Successful towing for first-timers

  • So you have bought yourself a trailer and are looking forward to heading out to your first show, but before you think about setting off you need to make sure you can see down both sides of the trailer as this is required by law. If additional towing mirrors need to be fitted these must not project more than 200mm beyond either side of the vehicle or trailer, whichever is wider and should be removed when you are not towing.

    It’s also worth noting that coupling up is much easier with two people. The assistant should use a hand signal to indicate the position of the trailer hitch with one hand and wave the driver to reverse up with the other. If not directly under the coupling it is better to be at one side than too far forward but it is important to exercise caution when handling any trailer off the vehicle. Even a small trailer can be difficult to control without using the brakes, and care should be taken as back strain can occur.
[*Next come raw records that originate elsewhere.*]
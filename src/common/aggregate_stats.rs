// AggregateStats accumulates counts and sizes over listing pages
#![forbid(unsafe_code)]
#![deny(missing_docs)]
use super::{
    ObjectVersion,
    VersionPage,
};

/// Running totals for a bucket scan.
///
/// Every field only ever grows while pages are added. Byte totals are
/// `u128` so summing `u64` object sizes can't overflow.
#[derive(Clone, Copy, Debug, Default, Eq, PartialEq)]
pub struct AggregateStats {
    /// Number of delete markers seen.
    pub delete_marker_count: u64,

    /// Number of current (latest) object versions.
    pub current_object_count: u64,

    /// Total size of current object versions in bytes.
    pub current_object_size: u128,

    /// Number of non-current object versions.
    pub versioned_object_count: u64,

    /// Total size of non-current object versions in bytes.
    pub versioned_object_size: u128,
}

impl AggregateStats {
    /// Add every record on `page` to the totals.
    pub fn add_page(&mut self, page: &VersionPage) {
        if let Some(markers) = &page.delete_markers {
            self.delete_marker_count += markers.len() as u64;
        }

        if let Some(versions) = &page.versions {
            for version in versions {
                self.add_version(version);
            }
        }
    }

    /// Classify a single object version by its `is_latest` flag.
    pub fn add_version(&mut self, version: &ObjectVersion) {
        let size = u128::from(version.size);

        if version.is_latest {
            self.current_object_count += 1;
            self.current_object_size  += size;
        }
        else {
            self.versioned_object_count += 1;
            self.versioned_object_size  += size;
        }
    }

    /// Size of current and non-current versions together.
    ///
    /// Delete markers have no size and never contribute.
    pub fn total_size(&self) -> u128 {
        self.current_object_size + self.versioned_object_size
    }

    /// Total number of object versions seen, regardless of classification.
    pub fn object_count(&self) -> u64 {
        self.current_object_count + self.versioned_object_count
    }
}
    Once the trailer and towing vehicle are attached the coupling on a towball can be confirmed by winding down the jockey wheel to try to lift the rear of the towing vehicle slightly. Do not rely on the pop-up button in the coupling head to confirm the coupling is secure as these can often stick up permanently with grease and dirt. Both the ball and coupling head should be cleaned, inspected and re-greased regularly.

    The “breakaway” cable needs to be connected to a point on the vehicle’s towing bracket, or chassis, not merely looped over the towball. This cable has a specific load capability designed to apply the trailer brakes if the coupling fails, before breaking. Anything weaker may not successfully apply the brakes so it should never be replaced with anything else.

    When checking the trailer lights, always have your assistant call out the direction indictors for each side, not just that they work – the most common error in trailer plug wiring is to reverse the left and right feeds – also check for a bad earth on one side by checking brake and indicator lights simultaneously.

    Reversing tips

    Reversing in a straight line is best achieved using the mirrors. With the combination in a straight line, make sure you can see equal amounts of the trailer in both mirrors. As you reverse the trailer will soon run off line one way or the other, if it appears in the right mirror, steer right hand down, slightly. It will then swing the other way and as it appears on the left mirror, steer a little left. With practice you will be able to reverse the trailer through a slalom.

    A short wheel base 4×4 with a long trailer is easier to reverse. It reacts more slowly to the applied lock, coming close to the relationship of an articulated truck and trailer. The worst combination is a long wheel base and small trailer, which will jack-knife easily. Practise regularly and soon you’ll be able to recognise your combination’s characteristics.